And we say that &'a T is covariant in 'a (and T), meaning

'long <: 'short => &'long T <: &'short T

And as a result, we can coerce a &long T into its supertype &'short T.

More generally, if a type constructor Z(P) is covariant in its parameter P, we have

P <: Q => Z(P) <: Z(Q)

That's covariance -- this relationship between the subtyping of the parameters and the subtyping of the type constructor.

However, we have fn(U) as being contra-variant in U; that means, fn(&'a T) is contravariant in 'a as well, thus:

'long <: 'short => fn(&'short T) <: fn(&'long T)
// General contravariance:  P <: Q => Z(Q) <: Z(P)

From which we can coerce a fn(&'short T) into a fn(&'long T).

Are we lengthening any borrow in order to do so? No, fn(U) is not itself a (type of a) borrow.
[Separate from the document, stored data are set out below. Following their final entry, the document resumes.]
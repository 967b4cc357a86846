//! Backend bridge: commands from the view and the worker that runs them.

pub mod commands;
pub mod runtime;
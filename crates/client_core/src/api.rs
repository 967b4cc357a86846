//! REST access to the external cart service.

use std::time::Duration;

use async_trait::async_trait;
use reqwest::{Client, Response};
use serde::de::DeserializeOwned;
use shared::{
    domain::{Cart, Product, ProductId, UserId},
    error::ApiError,
    protocol::{AddToCartRequest, HealthResponse, UpdateCartItemRequest},
};
use url::Url;

use crate::error::ClientError;

pub const DEFAULT_API_BASE_URL: &str = "http://localhost:8080/api/v1";

#[async_trait]
pub trait StorefrontApi: Send + Sync {
    async fn list_products(&self) -> Result<Vec<Product>, ClientError>;
    async fn fetch_cart(&self, user_id: &UserId) -> Result<Cart, ClientError>;
    async fn add_to_cart(&self, request: &AddToCartRequest) -> Result<(), ClientError>;
    async fn update_cart_item(
        &self,
        user_id: &UserId,
        request: &UpdateCartItemRequest,
    ) -> Result<(), ClientError>;
    async fn remove_cart_item(
        &self,
        user_id: &UserId,
        product_id: &ProductId,
    ) -> Result<(), ClientError>;
    async fn clear_cart(&self, user_id: &UserId) -> Result<(), ClientError>;
    async fn health(&self) -> Result<HealthResponse, ClientError>;
}

pub struct MissingStorefrontApi;

#[async_trait]
impl StorefrontApi for MissingStorefrontApi {
    async fn list_products(&self) -> Result<Vec<Product>, ClientError> {
        Err(ClientError::Unavailable("no product service configured".into()))
    }

    async fn fetch_cart(&self, user_id: &UserId) -> Result<Cart, ClientError> {
        Err(ClientError::Unavailable(format!(
            "no cart service configured for user {user_id}"
        )))
    }

    async fn add_to_cart(&self, request: &AddToCartRequest) -> Result<(), ClientError> {
        Err(ClientError::Unavailable(format!(
            "no cart service configured for user {}",
            request.user_id
        )))
    }

    async fn update_cart_item(
        &self,
        user_id: &UserId,
        _request: &UpdateCartItemRequest,
    ) -> Result<(), ClientError> {
        Err(ClientError::Unavailable(format!(
            "no cart service configured for user {user_id}"
        )))
    }

    async fn remove_cart_item(
        &self,
        user_id: &UserId,
        _product_id: &ProductId,
    ) -> Result<(), ClientError> {
        Err(ClientError::Unavailable(format!(
            "no cart service configured for user {user_id}"
        )))
    }

    async fn clear_cart(&self, user_id: &UserId) -> Result<(), ClientError> {
        Err(ClientError::Unavailable(format!(
            "no cart service configured for user {user_id}"
        )))
    }

    async fn health(&self) -> Result<HealthResponse, ClientError> {
        Err(ClientError::Unavailable("no service configured".into()))
    }
}

pub struct HttpStorefrontApi {
    http: Client,
    base_url: Url,
}

impl HttpStorefrontApi {
    pub fn new(base_url: &str) -> Result<Self, ClientError> {
        Self::with_client(Client::new(), base_url)
    }

    pub fn with_timeout(base_url: &str, timeout: Duration) -> Result<Self, ClientError> {
        let http = Client::builder()
            .timeout(timeout)
            .build()
            .map_err(ClientError::Build)?;
        Self::with_client(http, base_url)
    }

    fn with_client(http: Client, base_url: &str) -> Result<Self, ClientError> {
        Ok(Self {
            http,
            base_url: parse_base_url(base_url)?,
        })
    }

    pub fn base_url(&self) -> &Url {
        &self.base_url
    }

    fn endpoint(&self, segments: &[&str]) -> Url {
        let mut url = self.base_url.clone();
        if let Ok(mut path) = url.path_segments_mut() {
            path.pop_if_empty().extend(segments);
        }
        url
    }

    /// `/health` lives at the service root, outside the versioned prefix.
    fn health_endpoint(&self) -> Url {
        let mut url = self.base_url.clone();
        url.set_path("/health");
        url.set_query(None);
        url
    }

    async fn get_json<T: DeserializeOwned>(&self, url: Url) -> Result<T, ClientError> {
        let response = self
            .http
            .get(url.clone())
            .send()
            .await
            .map_err(|source| transport(&url, source))?;
        let response = check_status(&url, response).await?;
        response.json().await.map_err(|source| ClientError::Decode {
            endpoint: url.to_string(),
            source,
        })
    }
}

#[async_trait]
impl StorefrontApi for HttpStorefrontApi {
    async fn list_products(&self) -> Result<Vec<Product>, ClientError> {
        self.get_json(self.endpoint(&["products"])).await
    }

    async fn fetch_cart(&self, user_id: &UserId) -> Result<Cart, ClientError> {
        self.get_json(self.endpoint(&["cart", user_id.as_str()])).await
    }

    async fn add_to_cart(&self, request: &AddToCartRequest) -> Result<(), ClientError> {
        let url = self.endpoint(&["cart"]);
        let response = self
            .http
            .post(url.clone())
            .json(request)
            .send()
            .await
            .map_err(|source| transport(&url, source))?;
        check_status(&url, response).await?;
        Ok(())
    }

    async fn update_cart_item(
        &self,
        user_id: &UserId,
        request: &UpdateCartItemRequest,
    ) -> Result<(), ClientError> {
        let url = self.endpoint(&["cart", user_id.as_str()]);
        let response = self
            .http
            .put(url.clone())
            .json(request)
            .send()
            .await
            .map_err(|source| transport(&url, source))?;
        check_status(&url, response).await?;
        Ok(())
    }

    async fn remove_cart_item(
        &self,
        user_id: &UserId,
        product_id: &ProductId,
    ) -> Result<(), ClientError> {
        let url = self.endpoint(&["cart", user_id.as_str(), product_id.as_str()]);
        let response = self
            .http
            .delete(url.clone())
            .send()
            .await
            .map_err(|source| transport(&url, source))?;
        check_status(&url, response).await?;
        Ok(())
    }

    async fn clear_cart(&self, user_id: &UserId) -> Result<(), ClientError> {
        let url = self.endpoint(&["cart", user_id.as_str()]);
        let response = self
            .http
            .delete(url.clone())
            .send()
            .await
            .map_err(|source| transport(&url, source))?;
        check_status(&url, response).await?;
        Ok(())
    }

    async fn health(&self) -> Result<HealthResponse, ClientError> {
        self.get_json(self.health_endpoint()).await
    }
}

pub fn parse_base_url(raw: &str) -> Result<Url, ClientError> {
    let trimmed = raw.trim().trim_end_matches('/');
    let url = Url::parse(trimmed).map_err(|err| ClientError::InvalidUrl {
        url: raw.to_string(),
        reason: err.to_string(),
    })?;
    if url.cannot_be_a_base() || !matches!(url.scheme(), "http" | "https") {
        return Err(ClientError::InvalidUrl {
            url: raw.to_string(),
            reason: "expected an http(s) base url".into(),
        });
    }
    Ok(url)
}

fn transport(url: &Url, source: reqwest::Error) -> ClientError {
    ClientError::Transport {
        endpoint: url.to_string(),
        source,
    }
}

async fn check_status(url: &Url, response: Response) -> Result<Response, ClientError> {
    let status = response.status();
    if status.is_success() {
        return Ok(response);
    }

    let body = response.text().await.unwrap_or_default();
    let message = match ApiError::from_body(&body) {
        Some(detail) => detail.error,
        None => status
            .canonical_reason()
            .unwrap_or("unexpected status")
            .to_string(),
    };
    Err(ClientError::Status {
        endpoint: url.to_string(),
        status: status.as_u16(),
        message,
    })
}

#[cfg(test)]
#[path = "tests/api_tests.rs"]
mod tests;
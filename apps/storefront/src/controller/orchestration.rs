//! Command orchestration helpers from view intents to the backend command queue.

use crossbeam_channel::{Sender, TrySendError};
use shared::domain::ProductId;

use crate::{
    backend_bridge::commands::BackendCommand,
    controller::reducer::ViewState,
    ui::input::Intent,
};

#[derive(Debug, Clone, PartialEq, Eq)]
pub enum IntentOutcome {
    Dispatch(BackendCommand),
    ShowHelp,
    Quit,
    Rejected(String),
}

/// Maps an intent onto a backend command using the quantities currently shown.
pub fn resolve_intent(intent: Intent, state: &ViewState) -> IntentOutcome {
    if !state.is_ready() && intent != Intent::Quit && intent != Intent::Help {
        return IntentOutcome::Rejected("Still loading the storefront...".to_string());
    }

    match intent {
        Intent::Add {
            product_id,
            quantity,
        } => {
            if state.product(&product_id).is_none() {
                return IntentOutcome::Rejected(format!("No product with id '{product_id}'"));
            }
            IntentOutcome::Dispatch(BackendCommand::AddItem {
                product_id,
                quantity,
            })
        }
        Intent::Increment(product_id) => {
            with_cart_quantity(state, product_id, |quantity| quantity.saturating_add(1))
        }
        Intent::Decrement(product_id) => {
            with_cart_quantity(state, product_id, |quantity| quantity.saturating_sub(1))
        }
        Intent::Remove(product_id) => with_cart_quantity(state, product_id, |_| 0),
        Intent::Drop(product_id) => match state.cart_item(&product_id) {
            Some(_) => IntentOutcome::Dispatch(BackendCommand::RemoveItem { product_id }),
            None => not_in_cart(&product_id),
        },
        Intent::Clear => IntentOutcome::Dispatch(BackendCommand::ClearCart),
        Intent::Refresh => IntentOutcome::Dispatch(BackendCommand::Refresh),
        Intent::Health => IntentOutcome::Dispatch(BackendCommand::CheckHealth),
        Intent::Help => IntentOutcome::ShowHelp,
        Intent::Quit => IntentOutcome::Quit,
    }
}

fn with_cart_quantity(
    state: &ViewState,
    product_id: ProductId,
    next: impl FnOnce(u32) -> u32,
) -> IntentOutcome {
    match state.cart_item(&product_id) {
        Some(item) => IntentOutcome::Dispatch(BackendCommand::SetQuantity {
            quantity: next(item.quantity),
            product_id,
        }),
        None => not_in_cart(&product_id),
    }
}

fn not_in_cart(product_id: &ProductId) -> IntentOutcome {
    IntentOutcome::Rejected(format!("Product '{product_id}' is not in the cart"))
}

pub fn dispatch_backend_command(
    cmd_tx: &Sender<BackendCommand>,
    cmd: BackendCommand,
    status: &mut String,
) {
    let cmd_name = cmd.name();

    match cmd_tx.try_send(cmd) {
        Ok(()) => tracing::debug!(command = cmd_name, "queued view->backend command"),
        Err(TrySendError::Full(_)) => {
            *status = "Command queue is full; please retry".to_string();
        }
        Err(TrySendError::Disconnected(_)) => {
            *status = "Backend worker stopped; restart the storefront".to_string();
        }
    }
}

#[cfg(test)]
#[path = "../tests/orchestration_tests.rs"]
mod tests;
After this coercion (in isolation), can we lengthen any borrows by passing them in? No, it just means I can pass in longer-lived borrows to a function that is expecting shorter-lived borrows. The same result could be achieved by shortening the parameter's lifetime. I can no longer pass shorter-lived borrows into the coerced function, because it now demands a longer borrow.

Does this mean references are not always covariant? No, being covariant defines how the subtypes of parameters of a type constructor relate to the subtypes of the outputs of the type constructor. Just because &'a T being covariant in 'a can be interpreted as "The 'a of a &'a T can only coerce to something shorter" does not mean you can conclude "The 'a of a fn(&'a T) can only coerce to something shorter", even though there's a &'a T in there. Those are two different type constructors. The entire composed type constructor must be taken into account.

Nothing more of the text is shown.